TRY IT >>
Give the entries again in full. Nothing may be altered.

[DATA LISTING Boundary: Start]

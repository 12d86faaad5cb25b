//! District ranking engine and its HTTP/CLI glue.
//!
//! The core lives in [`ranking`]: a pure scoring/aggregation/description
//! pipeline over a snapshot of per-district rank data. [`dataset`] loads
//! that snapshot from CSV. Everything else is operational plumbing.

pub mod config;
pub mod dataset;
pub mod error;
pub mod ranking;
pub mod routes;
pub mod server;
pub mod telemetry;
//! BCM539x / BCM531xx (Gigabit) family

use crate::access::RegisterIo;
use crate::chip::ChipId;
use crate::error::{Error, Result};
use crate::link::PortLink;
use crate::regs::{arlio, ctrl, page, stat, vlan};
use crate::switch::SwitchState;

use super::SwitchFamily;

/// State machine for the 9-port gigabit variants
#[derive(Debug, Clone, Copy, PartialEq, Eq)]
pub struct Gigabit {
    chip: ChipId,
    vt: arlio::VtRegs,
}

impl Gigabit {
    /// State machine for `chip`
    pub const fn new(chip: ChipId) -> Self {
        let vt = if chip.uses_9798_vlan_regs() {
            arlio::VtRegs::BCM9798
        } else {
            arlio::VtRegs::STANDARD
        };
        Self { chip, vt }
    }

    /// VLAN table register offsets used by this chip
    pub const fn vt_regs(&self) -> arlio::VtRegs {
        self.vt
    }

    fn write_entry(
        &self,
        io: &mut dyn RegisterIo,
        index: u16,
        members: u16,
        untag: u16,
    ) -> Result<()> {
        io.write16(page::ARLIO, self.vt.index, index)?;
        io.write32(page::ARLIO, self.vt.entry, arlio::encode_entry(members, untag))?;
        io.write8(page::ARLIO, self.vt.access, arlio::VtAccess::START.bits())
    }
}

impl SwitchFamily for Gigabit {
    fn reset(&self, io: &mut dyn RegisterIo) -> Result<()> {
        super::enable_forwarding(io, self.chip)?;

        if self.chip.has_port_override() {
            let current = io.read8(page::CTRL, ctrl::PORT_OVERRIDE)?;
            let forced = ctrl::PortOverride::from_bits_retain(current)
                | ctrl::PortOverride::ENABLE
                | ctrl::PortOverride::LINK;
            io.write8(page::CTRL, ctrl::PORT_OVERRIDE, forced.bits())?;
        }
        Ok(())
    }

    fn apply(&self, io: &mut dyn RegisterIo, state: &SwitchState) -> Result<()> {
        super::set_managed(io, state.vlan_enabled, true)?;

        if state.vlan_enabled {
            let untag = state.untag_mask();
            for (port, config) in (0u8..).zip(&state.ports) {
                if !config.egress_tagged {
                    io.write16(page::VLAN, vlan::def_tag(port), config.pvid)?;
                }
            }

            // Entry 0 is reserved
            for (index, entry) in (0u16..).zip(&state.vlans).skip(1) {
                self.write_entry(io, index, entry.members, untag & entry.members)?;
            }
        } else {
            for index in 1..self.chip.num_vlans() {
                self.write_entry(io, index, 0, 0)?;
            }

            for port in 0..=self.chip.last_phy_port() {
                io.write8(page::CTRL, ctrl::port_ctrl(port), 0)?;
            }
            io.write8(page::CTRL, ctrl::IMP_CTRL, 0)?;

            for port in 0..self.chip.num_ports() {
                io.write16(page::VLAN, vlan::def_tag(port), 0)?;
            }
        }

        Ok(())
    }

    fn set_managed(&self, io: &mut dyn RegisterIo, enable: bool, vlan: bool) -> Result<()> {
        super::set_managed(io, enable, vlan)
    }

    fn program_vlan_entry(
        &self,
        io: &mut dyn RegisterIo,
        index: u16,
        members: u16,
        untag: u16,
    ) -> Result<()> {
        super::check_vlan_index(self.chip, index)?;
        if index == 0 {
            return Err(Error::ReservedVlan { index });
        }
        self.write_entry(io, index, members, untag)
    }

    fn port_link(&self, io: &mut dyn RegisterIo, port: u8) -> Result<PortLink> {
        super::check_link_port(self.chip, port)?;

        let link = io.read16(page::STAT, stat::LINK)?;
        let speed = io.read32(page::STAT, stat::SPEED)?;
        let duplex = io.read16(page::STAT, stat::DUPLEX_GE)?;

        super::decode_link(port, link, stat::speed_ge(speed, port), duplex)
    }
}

[DATA LISTING Boundary: End]

OUTPUT >>
repository 12d86faaad5cb25b
//! District ranking engine and its HTTP/CLI glue.
//!
//! The core lives in [`ranking`]: a pure scoring/aggregation/description
//! pipeline over a snapshot of per-district rank data. [`dataset`] loads
//! that snapshot from CSV. Everything else is operational plumbing.

pub mod config;
pub mod dataset;
pub mod error;
pub mod ranking;
pub mod routes;
pub mod server;
pub mod telemetry;
//! BCM539x / BCM531xx (Gigabit) family

use crate::access::RegisterIo;
use crate::chip::ChipId;
use crate::error::{Error, Result};
use crate::link::PortLink;
use crate::regs::{arlio, ctrl, page, stat, vlan};
use crate::switch::SwitchState;

use super::SwitchFamily;

/// State machine for the 9-port gigabit variants
#[derive(Debug, Clone, Copy, PartialEq, Eq)]
pub struct Gigabit {
    chip: ChipId,
    vt: arlio::VtRegs,
}

impl Gigabit {
    /// State machine for `chip`
    pub const fn new(chip: ChipId) -> Self {
        let vt = if chip.uses_9798_vlan_regs() {
            arlio::VtRegs::BCM9798
        } else {
            arlio::VtRegs::STANDARD
        };
        Self { chip, vt }
    }

    /// VLAN table register offsets used by this chip
    pub const fn vt_regs(&self) -> arlio::VtRegs {
        self.vt
    }

    fn write_entry(
        &self,
        io: &mut dyn RegisterIo,
        index: u16,
        members: u16,
        untag: u16,
    ) -> Result<()> {
        io.write16(page::ARLIO, self.vt.index, index)?;
        io.write32(page::ARLIO, self.vt.entry, arlio::encode_entry(members, untag))?;
        io.write8(page::ARLIO, self.vt.access, arlio::VtAccess::START.bits())
    }
}

impl SwitchFamily for Gigabit {
    fn reset(&self, io: &mut dyn RegisterIo) -> Result<()> {
        super::enable_forwarding(io, self.chip)?;

        if self.chip.has_port_override() {
            let current = io.read8(page::CTRL, ctrl::PORT_OVERRIDE)?;
            let forced = ctrl::PortOverride::from_bits_retain(current)
                | ctrl::PortOverride::ENABLE
                | ctrl::PortOverride::LINK;
            io.write8(page::CTRL, ctrl::PORT_OVERRIDE, forced.bits())?;
        }
        Ok(())
    }

    fn apply(&self, io: &mut dyn RegisterIo, state: &SwitchState) -> Result<()> {
        super::set_managed(io, state.vlan_enabled, true)?;

        if state.vlan_enabled {
            let untag = state.untag_mask();
            for (port, config) in (0u8..).zip(&state.ports) {
                if !config.egress_tagged {
                    io.write16(page::VLAN, vlan::def_tag(port), config.pvid)?;
                }
            }

            // Entry 0 is reserved
            for (index, entry) in (0u16..).zip(&state.vlans).skip(1) {
                self.write_entry(io, index, entry.members, untag & entry.members)?;
            }
        } else {
            for index in 1..self.chip.num_vlans() {
                self.write_entry(io, index, 0, 0)?;
            }

            for port in 0..=self.chip.last_phy_port() {
                io.write8(page::CTRL, ctrl::port_ctrl(port), 0)?;
            }
            io.write8(page::CTRL, ctrl::IMP_CTRL, 0)?;

            for port in 0..self.chip.num_ports() {
                io.write16(page::VLAN, vlan::def_tag(port), 0)?;
            }
        }

        Ok(())
    }

    fn set_managed(&self, io: &mut dyn RegisterIo, enable: bool, vlan: bool) -> Result<()> {
        super::set_managed(io, enable, vlan)
    }

    fn program_vlan_entry(
        &self,
        io: &mut dyn RegisterIo,
        index: u16,
        members: u16,
        untag: u16,
    ) -> Result<()> {
        super::check_vlan_index(self.chip, index)?;
        if index == 0 {
            return Err(Error::ReservedVlan { index });
        }
        self.write_entry(io, index, members, untag)
    }

    fn port_link(&self, io: &mut dyn RegisterIo, port: u8) -> Result<PortLink> {
        super::check_link_port(self.chip, port)?;

        let link = io.read16(page::STAT, stat::LINK)?;
        let speed = io.read32(page::STAT, stat::SPEED)?;
        let duplex = io.read16(page::STAT, stat::DUPLEX_GE)?;

        super::decode_link(port, link, stat::speed_ge(speed, port), duplex)
    }
}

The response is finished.